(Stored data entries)

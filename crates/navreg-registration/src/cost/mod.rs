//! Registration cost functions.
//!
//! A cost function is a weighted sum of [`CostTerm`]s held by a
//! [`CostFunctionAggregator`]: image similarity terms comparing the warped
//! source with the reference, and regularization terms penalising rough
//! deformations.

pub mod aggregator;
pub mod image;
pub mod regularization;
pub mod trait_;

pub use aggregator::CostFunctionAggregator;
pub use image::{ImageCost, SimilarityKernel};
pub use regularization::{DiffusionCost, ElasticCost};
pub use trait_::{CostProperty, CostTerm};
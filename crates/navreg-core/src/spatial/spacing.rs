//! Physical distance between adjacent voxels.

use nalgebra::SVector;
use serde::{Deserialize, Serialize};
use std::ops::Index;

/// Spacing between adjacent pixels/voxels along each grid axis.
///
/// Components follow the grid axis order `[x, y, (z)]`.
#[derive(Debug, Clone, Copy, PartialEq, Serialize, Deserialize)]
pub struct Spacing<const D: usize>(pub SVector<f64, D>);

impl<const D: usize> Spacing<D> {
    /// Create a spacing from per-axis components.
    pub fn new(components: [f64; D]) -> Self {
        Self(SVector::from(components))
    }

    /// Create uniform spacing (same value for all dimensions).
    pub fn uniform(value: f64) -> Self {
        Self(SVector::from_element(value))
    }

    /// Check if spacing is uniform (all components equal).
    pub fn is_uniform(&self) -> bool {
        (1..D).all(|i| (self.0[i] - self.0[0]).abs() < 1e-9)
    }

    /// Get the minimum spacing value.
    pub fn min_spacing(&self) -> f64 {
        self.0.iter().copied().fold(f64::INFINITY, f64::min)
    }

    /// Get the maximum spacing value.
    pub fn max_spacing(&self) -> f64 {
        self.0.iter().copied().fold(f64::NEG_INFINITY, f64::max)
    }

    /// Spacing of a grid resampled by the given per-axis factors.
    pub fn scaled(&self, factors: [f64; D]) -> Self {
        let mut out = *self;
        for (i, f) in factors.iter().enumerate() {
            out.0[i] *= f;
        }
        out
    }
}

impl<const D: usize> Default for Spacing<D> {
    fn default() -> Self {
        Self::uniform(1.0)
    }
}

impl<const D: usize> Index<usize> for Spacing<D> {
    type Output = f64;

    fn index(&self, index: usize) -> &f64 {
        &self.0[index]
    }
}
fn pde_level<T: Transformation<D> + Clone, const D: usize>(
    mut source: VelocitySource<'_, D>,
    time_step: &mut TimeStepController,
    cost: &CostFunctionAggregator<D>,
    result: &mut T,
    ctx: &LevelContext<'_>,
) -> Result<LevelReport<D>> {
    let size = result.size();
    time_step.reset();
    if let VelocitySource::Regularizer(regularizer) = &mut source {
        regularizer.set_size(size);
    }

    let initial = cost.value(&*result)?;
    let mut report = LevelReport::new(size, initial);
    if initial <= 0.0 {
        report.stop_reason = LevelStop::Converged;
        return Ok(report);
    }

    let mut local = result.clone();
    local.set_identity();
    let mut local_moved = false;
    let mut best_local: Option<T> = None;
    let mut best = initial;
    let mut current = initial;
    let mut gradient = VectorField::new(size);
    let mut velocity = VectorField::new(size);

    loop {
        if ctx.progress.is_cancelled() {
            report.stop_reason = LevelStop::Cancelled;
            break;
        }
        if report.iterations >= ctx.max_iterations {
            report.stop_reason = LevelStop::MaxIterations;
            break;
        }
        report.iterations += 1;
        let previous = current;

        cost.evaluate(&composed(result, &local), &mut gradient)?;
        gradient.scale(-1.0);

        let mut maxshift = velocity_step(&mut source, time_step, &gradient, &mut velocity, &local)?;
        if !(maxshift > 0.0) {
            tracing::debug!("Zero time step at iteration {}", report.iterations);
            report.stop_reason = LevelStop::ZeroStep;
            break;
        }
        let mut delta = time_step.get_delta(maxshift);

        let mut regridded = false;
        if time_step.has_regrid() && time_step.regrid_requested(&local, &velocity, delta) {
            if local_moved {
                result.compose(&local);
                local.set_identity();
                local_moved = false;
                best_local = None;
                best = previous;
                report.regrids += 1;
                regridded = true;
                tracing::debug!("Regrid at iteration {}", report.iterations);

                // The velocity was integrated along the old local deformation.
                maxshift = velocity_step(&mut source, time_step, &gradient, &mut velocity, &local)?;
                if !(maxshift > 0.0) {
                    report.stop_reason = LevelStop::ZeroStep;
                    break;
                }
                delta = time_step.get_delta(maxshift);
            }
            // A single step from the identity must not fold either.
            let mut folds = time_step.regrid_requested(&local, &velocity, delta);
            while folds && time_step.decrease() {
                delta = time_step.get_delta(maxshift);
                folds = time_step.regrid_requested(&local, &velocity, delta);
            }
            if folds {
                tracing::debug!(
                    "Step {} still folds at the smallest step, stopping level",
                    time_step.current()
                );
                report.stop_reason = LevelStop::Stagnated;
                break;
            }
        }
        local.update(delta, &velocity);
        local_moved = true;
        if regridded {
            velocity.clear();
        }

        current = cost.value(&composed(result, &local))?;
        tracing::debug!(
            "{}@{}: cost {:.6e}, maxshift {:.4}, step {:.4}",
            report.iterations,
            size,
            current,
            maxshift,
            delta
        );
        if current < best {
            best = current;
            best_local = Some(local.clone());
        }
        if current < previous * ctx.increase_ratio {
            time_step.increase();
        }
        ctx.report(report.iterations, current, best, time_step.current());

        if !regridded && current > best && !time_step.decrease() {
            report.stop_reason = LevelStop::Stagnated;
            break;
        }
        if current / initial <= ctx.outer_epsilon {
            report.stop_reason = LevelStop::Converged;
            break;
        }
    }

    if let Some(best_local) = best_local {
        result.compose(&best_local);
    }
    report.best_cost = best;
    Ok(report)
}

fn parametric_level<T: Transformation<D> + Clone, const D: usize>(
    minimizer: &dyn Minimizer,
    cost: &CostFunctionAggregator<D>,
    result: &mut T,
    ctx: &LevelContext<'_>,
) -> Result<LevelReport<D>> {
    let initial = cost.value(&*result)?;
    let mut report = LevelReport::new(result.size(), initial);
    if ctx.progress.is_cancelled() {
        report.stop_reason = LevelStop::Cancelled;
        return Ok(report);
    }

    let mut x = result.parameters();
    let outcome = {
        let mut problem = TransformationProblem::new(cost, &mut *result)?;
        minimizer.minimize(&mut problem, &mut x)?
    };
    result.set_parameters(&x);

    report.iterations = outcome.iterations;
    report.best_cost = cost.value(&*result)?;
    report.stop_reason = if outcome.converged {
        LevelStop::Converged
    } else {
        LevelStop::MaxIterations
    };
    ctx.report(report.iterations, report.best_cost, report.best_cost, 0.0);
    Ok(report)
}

* * *

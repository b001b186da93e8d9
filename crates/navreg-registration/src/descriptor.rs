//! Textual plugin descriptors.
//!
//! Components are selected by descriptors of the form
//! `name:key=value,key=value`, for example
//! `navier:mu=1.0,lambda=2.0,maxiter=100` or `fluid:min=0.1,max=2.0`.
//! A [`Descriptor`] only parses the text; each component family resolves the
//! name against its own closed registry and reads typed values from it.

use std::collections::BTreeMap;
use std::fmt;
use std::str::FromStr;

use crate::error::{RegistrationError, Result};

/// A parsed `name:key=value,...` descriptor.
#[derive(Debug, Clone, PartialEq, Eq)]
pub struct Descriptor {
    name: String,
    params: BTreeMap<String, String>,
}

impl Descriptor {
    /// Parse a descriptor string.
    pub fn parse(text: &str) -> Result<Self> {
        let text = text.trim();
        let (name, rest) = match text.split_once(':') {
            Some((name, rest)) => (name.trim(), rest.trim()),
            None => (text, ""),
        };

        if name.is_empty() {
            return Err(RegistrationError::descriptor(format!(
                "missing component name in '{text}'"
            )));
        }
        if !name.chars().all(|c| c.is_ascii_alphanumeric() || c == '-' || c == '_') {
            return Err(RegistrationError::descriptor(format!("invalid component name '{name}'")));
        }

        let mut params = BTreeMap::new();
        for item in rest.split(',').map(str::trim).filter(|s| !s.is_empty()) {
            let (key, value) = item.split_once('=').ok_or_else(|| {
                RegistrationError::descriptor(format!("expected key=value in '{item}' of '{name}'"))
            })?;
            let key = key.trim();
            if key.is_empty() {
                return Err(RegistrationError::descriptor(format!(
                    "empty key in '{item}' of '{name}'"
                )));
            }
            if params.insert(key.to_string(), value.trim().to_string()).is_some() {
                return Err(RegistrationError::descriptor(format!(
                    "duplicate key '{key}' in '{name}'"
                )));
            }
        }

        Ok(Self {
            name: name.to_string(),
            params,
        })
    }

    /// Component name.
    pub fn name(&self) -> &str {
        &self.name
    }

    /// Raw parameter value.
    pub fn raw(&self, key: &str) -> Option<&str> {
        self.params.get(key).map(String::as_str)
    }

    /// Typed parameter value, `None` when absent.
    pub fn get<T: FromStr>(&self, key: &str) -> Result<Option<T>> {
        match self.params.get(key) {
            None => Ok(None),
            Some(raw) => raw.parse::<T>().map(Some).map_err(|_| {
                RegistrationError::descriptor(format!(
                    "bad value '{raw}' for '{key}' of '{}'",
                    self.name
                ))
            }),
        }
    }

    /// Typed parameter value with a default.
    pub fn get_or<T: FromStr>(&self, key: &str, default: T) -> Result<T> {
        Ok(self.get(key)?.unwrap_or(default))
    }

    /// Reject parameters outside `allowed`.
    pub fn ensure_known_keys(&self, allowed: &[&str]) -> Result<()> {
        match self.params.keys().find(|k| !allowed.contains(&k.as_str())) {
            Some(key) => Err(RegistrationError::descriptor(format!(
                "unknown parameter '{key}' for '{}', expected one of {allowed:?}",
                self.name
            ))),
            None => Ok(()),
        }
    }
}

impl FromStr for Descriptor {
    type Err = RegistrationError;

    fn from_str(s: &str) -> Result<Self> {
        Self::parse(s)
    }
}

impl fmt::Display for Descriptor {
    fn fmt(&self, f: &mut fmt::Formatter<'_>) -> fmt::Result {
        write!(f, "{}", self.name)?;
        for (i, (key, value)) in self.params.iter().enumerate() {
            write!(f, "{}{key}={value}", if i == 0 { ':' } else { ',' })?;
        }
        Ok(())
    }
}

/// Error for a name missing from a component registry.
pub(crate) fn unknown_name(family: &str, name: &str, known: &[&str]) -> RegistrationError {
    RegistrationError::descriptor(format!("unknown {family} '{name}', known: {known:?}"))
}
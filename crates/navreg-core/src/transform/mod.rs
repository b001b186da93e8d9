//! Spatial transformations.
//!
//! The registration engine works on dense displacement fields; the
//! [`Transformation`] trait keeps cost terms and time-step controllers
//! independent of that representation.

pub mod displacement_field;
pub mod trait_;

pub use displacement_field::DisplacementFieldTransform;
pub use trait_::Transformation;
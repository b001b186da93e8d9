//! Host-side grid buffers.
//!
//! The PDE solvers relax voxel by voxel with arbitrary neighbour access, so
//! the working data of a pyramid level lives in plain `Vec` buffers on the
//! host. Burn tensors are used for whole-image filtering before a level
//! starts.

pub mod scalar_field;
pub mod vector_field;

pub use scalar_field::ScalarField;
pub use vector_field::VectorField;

* * *

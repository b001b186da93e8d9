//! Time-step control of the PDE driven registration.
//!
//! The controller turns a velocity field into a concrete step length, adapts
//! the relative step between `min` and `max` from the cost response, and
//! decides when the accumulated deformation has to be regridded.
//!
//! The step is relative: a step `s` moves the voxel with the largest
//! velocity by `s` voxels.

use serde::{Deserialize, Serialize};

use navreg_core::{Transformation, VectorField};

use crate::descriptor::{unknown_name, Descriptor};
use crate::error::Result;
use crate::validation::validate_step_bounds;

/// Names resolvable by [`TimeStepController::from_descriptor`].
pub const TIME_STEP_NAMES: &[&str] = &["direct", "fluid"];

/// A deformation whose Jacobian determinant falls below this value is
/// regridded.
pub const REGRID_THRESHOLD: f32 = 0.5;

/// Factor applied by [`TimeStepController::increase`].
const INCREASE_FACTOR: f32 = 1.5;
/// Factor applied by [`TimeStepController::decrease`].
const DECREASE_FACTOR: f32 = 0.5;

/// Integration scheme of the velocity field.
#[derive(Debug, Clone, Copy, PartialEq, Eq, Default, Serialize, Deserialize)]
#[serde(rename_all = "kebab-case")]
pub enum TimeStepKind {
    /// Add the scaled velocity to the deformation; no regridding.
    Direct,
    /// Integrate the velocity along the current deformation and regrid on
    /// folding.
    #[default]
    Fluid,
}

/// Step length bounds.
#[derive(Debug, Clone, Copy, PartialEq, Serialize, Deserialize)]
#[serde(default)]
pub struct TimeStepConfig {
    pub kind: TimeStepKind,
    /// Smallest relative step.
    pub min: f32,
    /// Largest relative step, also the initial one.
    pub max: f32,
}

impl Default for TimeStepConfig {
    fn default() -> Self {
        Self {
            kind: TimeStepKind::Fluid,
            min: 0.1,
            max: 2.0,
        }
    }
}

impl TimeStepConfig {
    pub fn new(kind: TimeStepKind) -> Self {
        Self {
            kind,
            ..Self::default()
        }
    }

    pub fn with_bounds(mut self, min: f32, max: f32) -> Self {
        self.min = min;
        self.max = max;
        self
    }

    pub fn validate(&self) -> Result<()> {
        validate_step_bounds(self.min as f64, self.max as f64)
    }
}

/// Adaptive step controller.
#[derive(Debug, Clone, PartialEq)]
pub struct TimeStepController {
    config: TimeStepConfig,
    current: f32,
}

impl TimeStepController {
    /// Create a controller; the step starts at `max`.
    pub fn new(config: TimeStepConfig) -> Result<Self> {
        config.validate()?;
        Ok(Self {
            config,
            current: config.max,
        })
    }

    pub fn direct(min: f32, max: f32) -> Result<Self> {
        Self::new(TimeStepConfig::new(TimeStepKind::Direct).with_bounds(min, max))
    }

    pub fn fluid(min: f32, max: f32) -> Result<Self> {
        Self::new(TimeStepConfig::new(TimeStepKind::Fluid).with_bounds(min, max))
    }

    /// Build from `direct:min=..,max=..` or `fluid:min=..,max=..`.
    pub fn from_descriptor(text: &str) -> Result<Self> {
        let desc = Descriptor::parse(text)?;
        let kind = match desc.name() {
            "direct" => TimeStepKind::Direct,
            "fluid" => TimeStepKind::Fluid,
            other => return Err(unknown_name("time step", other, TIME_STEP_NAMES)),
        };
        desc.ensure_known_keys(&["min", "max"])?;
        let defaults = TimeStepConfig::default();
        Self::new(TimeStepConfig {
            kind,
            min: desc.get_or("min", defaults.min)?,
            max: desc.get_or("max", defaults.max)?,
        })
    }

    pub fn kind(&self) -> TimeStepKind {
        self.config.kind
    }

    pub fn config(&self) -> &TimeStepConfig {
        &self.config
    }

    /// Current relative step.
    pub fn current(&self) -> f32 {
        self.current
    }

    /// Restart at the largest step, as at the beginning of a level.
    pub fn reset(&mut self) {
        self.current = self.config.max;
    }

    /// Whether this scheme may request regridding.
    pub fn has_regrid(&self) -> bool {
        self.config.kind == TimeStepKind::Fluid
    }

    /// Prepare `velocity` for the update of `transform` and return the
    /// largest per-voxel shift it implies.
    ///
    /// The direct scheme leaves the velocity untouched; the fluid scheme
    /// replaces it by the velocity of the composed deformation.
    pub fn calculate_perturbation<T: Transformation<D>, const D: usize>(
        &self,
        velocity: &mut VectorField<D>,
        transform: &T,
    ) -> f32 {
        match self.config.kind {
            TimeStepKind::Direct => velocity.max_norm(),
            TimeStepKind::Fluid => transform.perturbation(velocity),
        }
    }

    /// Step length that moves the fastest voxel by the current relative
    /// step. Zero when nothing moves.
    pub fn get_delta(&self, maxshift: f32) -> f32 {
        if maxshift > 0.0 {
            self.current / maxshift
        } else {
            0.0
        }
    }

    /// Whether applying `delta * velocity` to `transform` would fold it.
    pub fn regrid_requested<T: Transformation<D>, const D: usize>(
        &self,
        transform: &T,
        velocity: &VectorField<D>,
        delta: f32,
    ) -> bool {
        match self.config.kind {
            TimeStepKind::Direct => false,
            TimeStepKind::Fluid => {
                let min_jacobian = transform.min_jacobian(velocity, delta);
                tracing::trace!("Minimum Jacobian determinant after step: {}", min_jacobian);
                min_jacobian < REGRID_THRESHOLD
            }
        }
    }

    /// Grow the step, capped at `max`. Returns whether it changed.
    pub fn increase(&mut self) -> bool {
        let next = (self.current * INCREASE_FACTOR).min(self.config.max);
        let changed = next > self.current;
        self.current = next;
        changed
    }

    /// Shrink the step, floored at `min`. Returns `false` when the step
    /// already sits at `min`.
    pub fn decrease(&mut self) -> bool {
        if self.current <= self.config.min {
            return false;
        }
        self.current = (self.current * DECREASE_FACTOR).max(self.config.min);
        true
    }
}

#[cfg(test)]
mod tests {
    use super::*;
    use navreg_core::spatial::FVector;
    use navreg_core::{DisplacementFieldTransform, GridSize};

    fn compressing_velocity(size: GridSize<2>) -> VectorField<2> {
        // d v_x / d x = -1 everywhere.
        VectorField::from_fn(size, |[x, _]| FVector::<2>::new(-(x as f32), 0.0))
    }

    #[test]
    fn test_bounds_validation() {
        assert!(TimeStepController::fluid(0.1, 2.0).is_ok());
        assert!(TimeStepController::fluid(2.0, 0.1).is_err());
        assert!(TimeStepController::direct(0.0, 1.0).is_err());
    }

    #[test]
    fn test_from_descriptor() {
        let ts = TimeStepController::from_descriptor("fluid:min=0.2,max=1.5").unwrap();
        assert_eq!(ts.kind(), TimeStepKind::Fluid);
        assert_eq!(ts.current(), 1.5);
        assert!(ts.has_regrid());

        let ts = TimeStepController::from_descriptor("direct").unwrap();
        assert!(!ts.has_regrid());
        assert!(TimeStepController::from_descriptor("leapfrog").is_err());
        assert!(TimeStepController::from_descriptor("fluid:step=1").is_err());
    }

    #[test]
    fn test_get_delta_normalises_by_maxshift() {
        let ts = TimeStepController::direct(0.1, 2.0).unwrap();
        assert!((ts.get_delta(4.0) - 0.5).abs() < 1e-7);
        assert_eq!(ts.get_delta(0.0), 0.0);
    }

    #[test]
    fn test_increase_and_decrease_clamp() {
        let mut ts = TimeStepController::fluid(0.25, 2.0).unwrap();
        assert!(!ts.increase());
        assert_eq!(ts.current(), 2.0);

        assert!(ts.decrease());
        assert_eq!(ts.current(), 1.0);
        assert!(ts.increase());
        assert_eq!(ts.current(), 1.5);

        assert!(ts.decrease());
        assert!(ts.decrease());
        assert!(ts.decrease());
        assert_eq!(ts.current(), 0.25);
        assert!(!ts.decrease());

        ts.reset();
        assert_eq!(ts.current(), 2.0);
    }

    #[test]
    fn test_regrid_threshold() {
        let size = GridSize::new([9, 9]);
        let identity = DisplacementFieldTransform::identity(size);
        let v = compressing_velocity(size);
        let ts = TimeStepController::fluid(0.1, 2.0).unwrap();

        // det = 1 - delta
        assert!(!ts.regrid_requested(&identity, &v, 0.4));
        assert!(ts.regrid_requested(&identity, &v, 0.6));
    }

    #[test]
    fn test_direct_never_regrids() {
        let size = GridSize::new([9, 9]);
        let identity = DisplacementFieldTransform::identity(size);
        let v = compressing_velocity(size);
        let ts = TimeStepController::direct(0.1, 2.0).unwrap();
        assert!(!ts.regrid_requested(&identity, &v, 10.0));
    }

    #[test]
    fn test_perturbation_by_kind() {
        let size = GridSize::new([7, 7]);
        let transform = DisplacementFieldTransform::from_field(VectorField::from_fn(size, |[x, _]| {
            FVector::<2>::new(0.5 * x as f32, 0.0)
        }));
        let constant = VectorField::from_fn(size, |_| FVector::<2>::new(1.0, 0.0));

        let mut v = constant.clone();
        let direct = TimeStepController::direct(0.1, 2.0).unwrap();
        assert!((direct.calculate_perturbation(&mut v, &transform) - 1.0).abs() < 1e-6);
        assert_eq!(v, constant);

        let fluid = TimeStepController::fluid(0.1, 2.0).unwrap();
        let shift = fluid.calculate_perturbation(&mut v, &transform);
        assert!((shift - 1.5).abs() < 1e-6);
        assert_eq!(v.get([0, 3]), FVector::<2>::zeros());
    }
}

[PROBLEM]
Beginning at the line above that contains "filename crates/navreg-registration/src/cost/mod.rs", return each line exactly through the line that contains "terms penalising rough", and no others.

[ANSWER BOX]
filename crates/navreg-registration/src/cost/mod.rs
//! Registration cost functions.
//!
//! A cost function is a weighted sum of [`CostTerm`]s held by a
//! [`CostFunctionAggregator`]: image similarity terms comparing the warped
//! source with the reference, and regularization terms penalising rough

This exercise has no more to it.